Which bank in US hybrid securities?
Sullivan & Cromwell acted as US legal counsel to Commonwealth Bank of Australia (CBA), which recently completed a Rule 144A/Regulation S offering of US$550 ($855) million of 5.8 per cent
Sullivan & Cromwell acted as US legal counsel to Commonwealth Bank of Australia (CBA), which recently completed a Rule 144A/Regulation S offering of US$550 ($855) million of 5.8 per cent trust-preferred securities. Goldman Sachs and Merrill Lynch were the underwriters. This was CBA’s first hybrid securities offering in the US and was completed on an accelerated timetable to take advantage of the attractive market for trust-preferred securities in the US. The securities are redeemable by CBA after 12 years and, if not redeemed, holders have the option to elect to have their securities remarketed by CBA or, if CBA chooses not to undertake remarketing, to convert their securities into ordinary CBA shares.
An added complication was that the offering was being conducted following CBA’s fiscal year-end of June 30, but before the announcement of its year-end results, says Jones.
The Sullivan & Cromwell team was led by Waldo Jones and Kevin West in Sydney and Jeffrey Browne in Melbourne, with the assistance of Jonathon Redwood and Nicholas Hecker in New York.

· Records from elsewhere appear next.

//! Vault-deposit decision
//!
//! Decides, from the recipient's ENS profile alone, whether deposits should go
//! through the composer (vault deposit) or as a plain transfer. No on-chain
//! verification happens here.

use kite_types::{addresses_equal, is_zero_address, EnsProfile};
use serde::Serialize;

/// A vault statically known to accept composer deposits
#[derive(Debug, Clone, PartialEq, Serialize)]
#[serde(rename_all = "camelCase")]
pub struct KnownVault {
	pub chain_id: u64,
	pub address: String,
	pub name: String,
	#[serde(skip_serializing_if = "Option::is_none")]
	pub asset_symbol: Option<String>,
}

/// Known vaults per chain
#[derive(Debug, Clone, Default)]
pub struct VaultRegistry {
	vaults: Vec<KnownVault>,
}

impl VaultRegistry {
	pub fn new(vaults: Vec<KnownVault>) -> Self {
		Self { vaults }
	}

	pub fn find(&self, chain_id: u64, address: &str) -> Option<&KnownVault> {
		self.vaults
			.iter()
			.find(|v| v.chain_id == chain_id && addresses_equal(&v.address, address))
	}

	/// Case-insensitive match against the vaults known for `chain_id`
	pub fn is_known(&self, chain_id: u64, address: &str) -> bool {
		self.find(chain_id, address).is_some()
	}

	pub fn for_chain(&self, chain_id: u64) -> impl Iterator<Item = &KnownVault> {
		self.vaults.iter().filter(move |v| v.chain_id == chain_id)
	}

	pub fn len(&self) -> usize {
		self.vaults.len()
	}

	pub fn is_empty(&self) -> bool {
		self.vaults.is_empty()
	}
}

/// True iff the profile's deposit target is set, non-zero, and a known vault on `chain_id`
pub fn should_use_vault_composer(
	profile: &EnsProfile,
	chain_id: u64,
	registry: &VaultRegistry,
) -> bool {
	match profile.deposit_target.as_deref() {
		Some(target) if !target.trim().is_empty() && !is_zero_address(target) => {
			registry.is_known(chain_id, target.trim())
		},
		_ => false,
	}
}

/// The profile's preferred chain, or `default_chain` when it has none
pub fn resolve_destination_chain(profile: &EnsProfile, default_chain: u64) -> u64 {
	profile.preferred_chain.unwrap_or(default_chain)
}

/// Informational banner describing where a deposit will land
#[derive(Debug, Clone, PartialEq, Serialize)]
#[serde(tag = "kind", rename_all = "camelCase")]
pub enum DepositBanner {
	/// Funds will be deposited into a known vault
	#[serde(rename_all = "camelCase")]
	VaultDeposit { vault_name: String, vault_address: String },
	/// A deposit target is set but not recognized; funds go to the recipient's wallet
	#[serde(rename_all = "camelCase")]
	UnknownVault { deposit_target: String },
	/// Plain transfer to the recipient
	DirectTransfer,
}

impl DepositBanner {
	pub fn message(&self) -> String {
		match self {
			DepositBanner::VaultDeposit { vault_name, .. } => {
				format!("Funds will be deposited into {}", vault_name)
			},
			DepositBanner::UnknownVault { .. } => {
				"The recipient's deposit target is not a supported vault; funds will be sent to their wallet"
					.to_string()
			},
			DepositBanner::DirectTransfer => "Funds will be sent to the recipient's wallet".to_string(),
		}
	}
}

pub fn deposit_banner(profile: &EnsProfile, chain_id: u64, registry: &VaultRegistry) -> DepositBanner {
	if should_use_vault_composer(profile, chain_id, registry) {
		if let Some(vault) = profile
			.deposit_target
			.as_deref()
			.and_then(|t| registry.find(chain_id, t.trim()))
		{
			return DepositBanner::VaultDeposit {
				vault_name: vault.name.clone(),
				vault_address: vault.address.clone(),
			};
		}
	}

	match profile.deposit_target.as_deref() {
		Some(target) if !target.trim().is_empty() && !is_zero_address(target) => {
			DepositBanner::UnknownVault {
				deposit_target: target.trim().to_string(),
			}
		},
		_ => DepositBanner::DirectTransfer,
	}
}

#[cfg(test)]
mod tests {
	use super::*;

	const VAULT: &str = "0x7BfA7C4f149E7415b73bdeDfe609237e29CBF34A";

	fn registry() -> VaultRegistry {
		VaultRegistry::new(vec![KnownVault {
			chain_id: 8453,
			address: VAULT.to_string(),
			name: "USDC Vault".to_string(),
			asset_symbol: Some("USDC".to_string()),
		}])
	}

	fn profile(target: Option<&str>) -> EnsProfile {
		let mut profile = EnsProfile::new("alice.eth", "0x1111111111111111111111111111111111111111");
		profile.deposit_target = target.map(str::to_string);
		profile
	}

	#[test]
	fn test_known_vault_uses_composer_case_insensitively() {
		let registry = registry();
		assert!(should_use_vault_composer(&profile(Some(VAULT)), 8453, &registry));
		assert!(should_use_vault_composer(
			&profile(Some(&VAULT.to_lowercase())),
			8453,
			&registry
		));
	}

	#[test]
	fn test_mismatches_fall_back_to_plain_transfer() {
		let registry = registry();
		// wrong chain
		assert!(!should_use_vault_composer(&profile(Some(VAULT)), 1, &registry));
		// unknown vault
		assert!(!should_use_vault_composer(
			&profile(Some("0x2222222222222222222222222222222222222222")),
			8453,
			&registry
		));
		// zero address and unset
		assert!(!should_use_vault_composer(
			&profile(Some("0x0000000000000000000000000000000000000000")),
			8453,
			&registry
		));
		assert!(!should_use_vault_composer(&profile(None), 8453, &registry));
		assert!(!should_use_vault_composer(&profile(Some("")), 8453, &registry));
	}

	#[test]
	fn test_destination_chain_resolution() {
		let mut p = profile(None);
		assert_eq!(resolve_destination_chain(&p, 8453), 8453);
		p.preferred_chain = Some(42161);
		assert_eq!(resolve_destination_chain(&p, 8453), 42161);
	}

	#[test]
	fn test_banners() {
		let registry = registry();
		assert_eq!(
			deposit_banner(&profile(Some(VAULT)), 8453, &registry),
			DepositBanner::VaultDeposit {
				vault_name: "USDC Vault".to_string(),
				vault_address: VAULT.to_string(),
			}
		);
		assert!(matches!(
			deposit_banner(&profile(Some(VAULT)), 1, &registry),
			DepositBanner::UnknownVault { .. }
		));
		assert_eq!(
			deposit_banner(&profile(None), 8453, &registry),
			DepositBanner::DirectTransfer
		);
	}
}
use axum::{
	routing::{get, post},
	Router,
};
use tower::ServiceBuilder;
use tower_http::{
	compression::CompressionLayer,
	cors::CorsLayer,
	limit::RequestBodyLimitLayer,
	request_id::{MakeRequestUuid, PropagateRequestIdLayer, SetRequestIdLayer},
	trace::TraceLayer,
};
use tracing::Level;

use crate::handlers::{get_profile, health, post_balances, post_routes};
use crate::security::add_security_headers;
use crate::state::AppState;

/// Request bodies are small JSON documents
const MAX_BODY_BYTES: usize = 64 * 1024;

pub fn create_router() -> Router<AppState> {
	let trace = TraceLayer::new_for_http()
		.make_span_with(|req: &axum::http::Request<_>| {
			let req_id = req
				.headers()
				.get("x-request-id")
				.and_then(|v| v.to_str().ok())
				.unwrap_or("-");
			tracing::info_span!(
				"http_request",
				method = %req.method(),
				path = %req.uri().path(),
				req_id
			)
		})
		.on_request(tower_http::trace::DefaultOnRequest::new().level(Level::DEBUG))
		.on_response(
			tower_http::trace::DefaultOnResponse::new()
				.level(Level::INFO)
				.latency_unit(tower_http::LatencyUnit::Millis),
		);
	let req_id = ServiceBuilder::new()
		.layer(SetRequestIdLayer::x_request_id(MakeRequestUuid))
		.layer(PropagateRequestIdLayer::x_request_id());

	let router = Router::new()
		.route("/health", get(health))
		.route("/api/tokens/balances", post(post_balances))
		.route("/api/profiles/{name}", get(get_profile))
		.route("/api/routes", post(post_routes))
		.layer(CorsLayer::permissive())
		.layer(CompressionLayer::new())
		.layer(trace)
		.layer(req_id)
		.layer(RequestBodyLimitLayer::new(MAX_BODY_BYTES));

	add_security_headers(router)
}
//! Service startup logging for the Kite deposit router

use std::env;
use tracing::info;

use crate::Settings;

/// Logs service, platform and configuration summary at startup
pub fn log_service_info(settings: &Settings) {
	// Root package name, not this crate's
	let service_name = "kite-router";
	let service_version = env!("CARGO_PKG_VERSION");

	info!("=== Kite Router Starting ===");
	info!("🚀 Service: {} v{}", service_name, service_version);
	info!("💻 Platform: {} ({})", env::consts::OS, env::consts::ARCH);

	if let Ok(cwd) = env::current_dir() {
		info!("📁 Working Directory: {}", cwd.display());
	}
	if let Ok(rust_log) = env::var("RUST_LOG") {
		info!("🔧 Log Level: {}", rust_log);
	}

	info!("🧭 Routing vendor: {}", settings.lifi.endpoint);
	match &settings.lifi.api_key {
		Some(key) => info!("🔑 Routing API key: {}", key.description()),
		None => info!("🔑 Routing API key: none (public rate limits)"),
	}
	info!(
		"🏦 Known vaults: {} across {} KiteSafe deployment(s)",
		settings.vaults.len(),
		settings.kite_safe.len()
	);
	info!("⏱️ Route debounce: {}ms", settings.routing.debounce_ms);
	match &settings.history.path {
		Some(path) => info!("📋 History file: {}", path),
		None => info!("📋 History: in-memory"),
	}

	info!(
		"🕒 Started at: {}",
		chrono::Utc::now().format("%Y-%m-%d %H:%M:%S UTC")
	);
}

pub fn log_service_shutdown() {
	info!("🛑 Kite Router Shutting Down");
	info!(
		"🕒 Shutdown at: {}",
		chrono::Utc::now().format("%Y-%m-%d %H:%M:%S UTC")
	);
}

pub fn log_startup_complete(bind_address: &str) {
	info!("✅ Kite Router Started Successfully");
	info!("🌐 Server listening on: {}", bind_address);
	info!("📡 Ready to accept requests");
}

Allens Arthur Robinson, Sydney, was the Australian counsel to CBA, Russell McVeagh, Auckland was the CBA New Zealand counsel. Richards, Layton & Finger acted for CBA Delaware and Sidley, Austin, Brown & Wood, New York was the US counsel to the underwriters. L.E. Taylor and Alison Iverach were the in-house counsel involved from the CBA legal department.